Search the data below for "FileFormat" and report how many lines contain it, with no other text.

Entries taken from a collection:
____________
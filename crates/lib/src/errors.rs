use thiserror::Error;

/// Errors surfaced by the chat-completion gateway.
#[derive(Error, Debug)]
pub enum GatewayError {
    #[error("Failed to build Reqwest client: {0}")]
    ReqwestClientBuild(reqwest::Error),
    #[error("Request to chat provider failed: {0}")]
    Request(reqwest::Error),
    #[error("Failed to deserialize chat provider response: {0}")]
    Deserialization(reqwest::Error),
    #[error("Chat provider returned an error: {0}")]
    Api(String),
    #[error("Chat provider returned an empty response")]
    EmptyResponse,
    #[error("Request to chat provider timed out")]
    Timeout,
}

impl GatewayError {
    /// True when the failure indicates the provider itself is unreachable,
    /// as opposed to a malformed or rejected single call. Unreachability is
    /// treated as fatal for a whole fan-out stage.
    pub fn is_unreachable(&self) -> bool {
        matches!(self, GatewayError::Request(_) | GatewayError::Timeout)
    }
}
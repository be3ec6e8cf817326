//! # Application Configuration
//!
//! Defines the configuration structure for `docchat-server` and the logic for
//! loading it from a `config.yml` file and environment variables. `${VAR}`
//! references in the file are substituted from the environment before parsing,
//! and `DOCCHAT_`-prefixed variables override nested keys.

use config::{Config as ConfigBuilder, Environment, File, FileFormat};
use regex::Regex;
use serde::Deserialize;
use std::collections::HashMap;
use std::env;
use std::fs;
use tracing::info;

/// A custom error type for configuration issues.
#[derive(Debug)]
pub enum ConfigError {
    /// An error from the underlying `config` crate.
    General(String),
    /// A required configuration file was not found.
    NotFound(String),
}

impl std::fmt::Display for ConfigError {
    fn fmt(&self, f: &mut std::fmt::Formatter<'_>) -> std::fmt::Result {
        match self {
            ConfigError::General(msg) => write!(f, "Configuration error: {msg}"),
            ConfigError::NotFound(msg) => write!(f, "{msg}"),
        }
    }
}

impl std::error::Error for ConfigError {}

impl From<config::ConfigError> for ConfigError {
    fn from(err: config::ConfigError) -> Self {
        ConfigError::General(err.to_string())
    }
}

/// The root configuration structure, mapping directly to `config.yml`.
#[derive(Debug, Deserialize, Clone)]
pub struct AppConfig {
    /// The port for the server to listen on. Loaded from `PORT` env var.
    #[serde(default = "default_port")]
    pub port: u16,
    /// The path to the SQLite database file. Loaded from `DB_URL` env var.
    #[serde(default = "default_db_url")]
    pub db_url: String,
    /// Where uploaded files are staged and kept.
    #[serde(default = "default_upload_dir")]
    pub upload_dir: String,

    /// Connection settings for the vector index.
    pub vector_index: VectorIndexConfig,
    /// Configuration for the text embedding model.
    pub embedding: EmbeddingConfig,
    /// A map of named, reusable chat provider configurations.
    pub providers: HashMap<String, ProviderConfig>,
    /// Which provider the pipeline uses, and at what temperature.
    #[serde(default)]
    pub chat: ChatConfig,
    /// Retrieval pipeline tuning.
    #[serde(default)]
    pub retrieval: RetrievalSettings,
    /// Ingestion defaults.
    #[serde(default)]
    pub ingestion: IngestionSettingsConfig,
}

fn default_port() -> u16 {
    9090
}
fn default_db_url() -> String {
    "db/docchat.db".to_string()
}
fn default_upload_dir() -> String {
    "uploads".to_string()
}

#[derive(Debug, Deserialize, Clone)]
pub struct VectorIndexConfig {
    pub api_url: String,
    #[serde(default = "default_collection")]
    pub collection: String,
    #[serde(default = "default_dense_dim")]
    pub dense_dim: usize,
    #[serde(default)]
    pub rerank_api_url: Option<String>,
}

fn default_collection() -> String {
    "docs_collection".to_string()
}
fn default_dense_dim() -> usize {
    1024
}

/// Configuration for the embedding model provider.
#[derive(Debug, Deserialize, Clone)]
pub struct EmbeddingConfig {
    pub api_url: String,
    pub model_name: String,
    pub api_key: Option<String>,
}

/// A reusable configuration for a specific chat provider instance.
#[derive(Debug, Deserialize, Clone)]
pub struct ProviderConfig {
    /// The type of provider ("openai" or "gemini").
    pub provider: String,
    /// The API URL. Optional for Gemini, where it can be derived from the
    /// model name.
    pub api_url: Option<String>,
    /// The API key, which can be null for local providers.
    pub api_key: Option<String>,
    pub model_name: String,
}

#[derive(Debug, Deserialize, Clone)]
pub struct ChatConfig {
    #[serde(default = "default_chat_provider")]
    pub provider: String,
    #[serde(default = "default_temperature")]
    pub temperature: f32,
}

impl Default for ChatConfig {
    fn default() -> Self {
        Self {
            provider: default_chat_provider(),
            temperature: default_temperature(),
        }
    }
}

fn default_chat_provider() -> String {
    "default".to_string()
}
fn default_temperature() -> f32 {
    0.7
}

/// Tuning for the retrieval pipeline. The gate vote rule and the rewrite
/// retry bound ship with the values the pipeline was tuned with; both are
/// plain configuration.
#[derive(Debug, Deserialize, Clone)]
pub struct RetrievalSettings {
    #[serde(default = "default_top_k")]
    pub top_k: u32,
    #[serde(default = "default_rewrite_count")]
    pub rewrite_count: usize,
    #[serde(default = "default_rewrite_max_attempts")]
    pub rewrite_max_attempts: u32,
    #[serde(default)]
    pub gate_enabled: bool,
    #[serde(default)]
    pub use_reranker: bool,
    /// "llm" for per-chunk LLM judgments, "threshold" to keep chunks whose
    /// search score clears `judge_threshold`.
    #[serde(default = "default_judge_strategy")]
    pub judge_strategy: String,
    #[serde(default = "default_judge_threshold")]
    pub judge_threshold: f64,
    #[serde(default = "default_call_timeout_secs")]
    pub call_timeout_secs: u64,
    #[serde(default = "default_stage_deadline_secs")]
    pub stage_deadline_secs: u64,
}

impl Default for RetrievalSettings {
    fn default() -> Self {
        Self {
            top_k: default_top_k(),
            rewrite_count: default_rewrite_count(),
            rewrite_max_attempts: default_rewrite_max_attempts(),
            gate_enabled: false,
            use_reranker: false,
            judge_strategy: default_judge_strategy(),
            judge_threshold: default_judge_threshold(),
            call_timeout_secs: default_call_timeout_secs(),
            stage_deadline_secs: default_stage_deadline_secs(),
        }
    }
}

fn default_top_k() -> u32 {
    5
}
fn default_rewrite_count() -> usize {
    3
}
fn default_rewrite_max_attempts() -> u32 {
    3
}
fn default_judge_strategy() -> String {
    "llm".to_string()
}
fn default_judge_threshold() -> f64 {
    0.85
}
fn default_call_timeout_secs() -> u64 {
    30
}
fn default_stage_deadline_secs() -> u64 {
    120
}

#[derive(Debug, Deserialize, Clone)]
pub struct IngestionSettingsConfig {
    #[serde(default = "default_allowed_extensions")]
    pub allowed_extensions: Vec<String>,
    #[serde(default = "default_chunk_size")]
    pub chunk_size: usize,
    #[serde(default = "default_overlap_size")]
    pub overlap_size: usize,
}

impl Default for IngestionSettingsConfig {
    fn default() -> Self {
        Self {
            allowed_extensions: default_allowed_extensions(),
            chunk_size: default_chunk_size(),
            overlap_size: default_overlap_size(),
        }
    }
}

fn default_allowed_extensions() -> Vec<String> {
    ["txt", "md", "markdown", "pdf"]
        .iter()
        .map(|s| s.to_string())
        .collect()
}
fn default_chunk_size() -> usize {
    150
}
fn default_overlap_size() -> usize {
    20
}

// Helper to read a file, substitute env vars, and return its content.
// Returns Ok(None) if the file does not exist, or an error if it fails to read.
fn read_and_substitute(path: &str) -> Result<Option<String>, ConfigError> {
    if !std::path::Path::new(path).exists() {
        return Ok(None);
    }

    let content = fs::read_to_string(path)
        .map_err(|e| ConfigError::General(format!("Failed to read config file '{path}': {e}")))?;

    let re = Regex::new(r"\$\{(?P<var>[A-Z0-9_]+)\}").unwrap();
    let expanded_content = re.replace_all(&content, |caps: &regex::Captures| {
        let var_name = &caps["var"];
        env::var(var_name).unwrap_or_else(|_| "".to_string())
    });

    Ok(Some(expanded_content.to_string()))
}

/// Loads the application configuration from a file and environment variables.
///
/// - Top-level keys like `port` and `db_url` are overridden by `PORT` and `DB_URL`.
/// - Nested keys are overridden by `DOCCHAT_...` variables
///   (e.g., `DOCCHAT_EMBEDDING__API_URL`).
pub fn get_config(config_path_override: Option<&str>) -> Result<AppConfig, ConfigError> {
    let base_path = env!("CARGO_MANIFEST_DIR");
    let main_config_path = match config_path_override {
        Some(override_path) => override_path.to_string(),
        None => format!("{base_path}/config.yml"),
    };

    let main_content = read_and_substitute(&main_config_path)?.ok_or_else(|| {
        ConfigError::NotFound(format!(
            "Main config file not found at '{main_config_path}'. Please create 'config.yml'."
        ))
    })?;

    info!("Loading configuration from '{main_config_path}'.");

    let settings = ConfigBuilder::builder()
        .add_source(File::from_str(&main_content, FileFormat::Yaml))
        // Environment variables for top-level keys like PORT.
        .add_source(Environment::default())
        // Prefixed environment variables for deeper overrides.
        .add_source(
            Environment::with_prefix("DOCCHAT")
                .prefix_separator("_")
                .try_parsing(true)
                .separator("__"),
        )
        .build()?;

    Ok(settings.try_deserialize()?)
}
____________
● **Exercise answer**: 2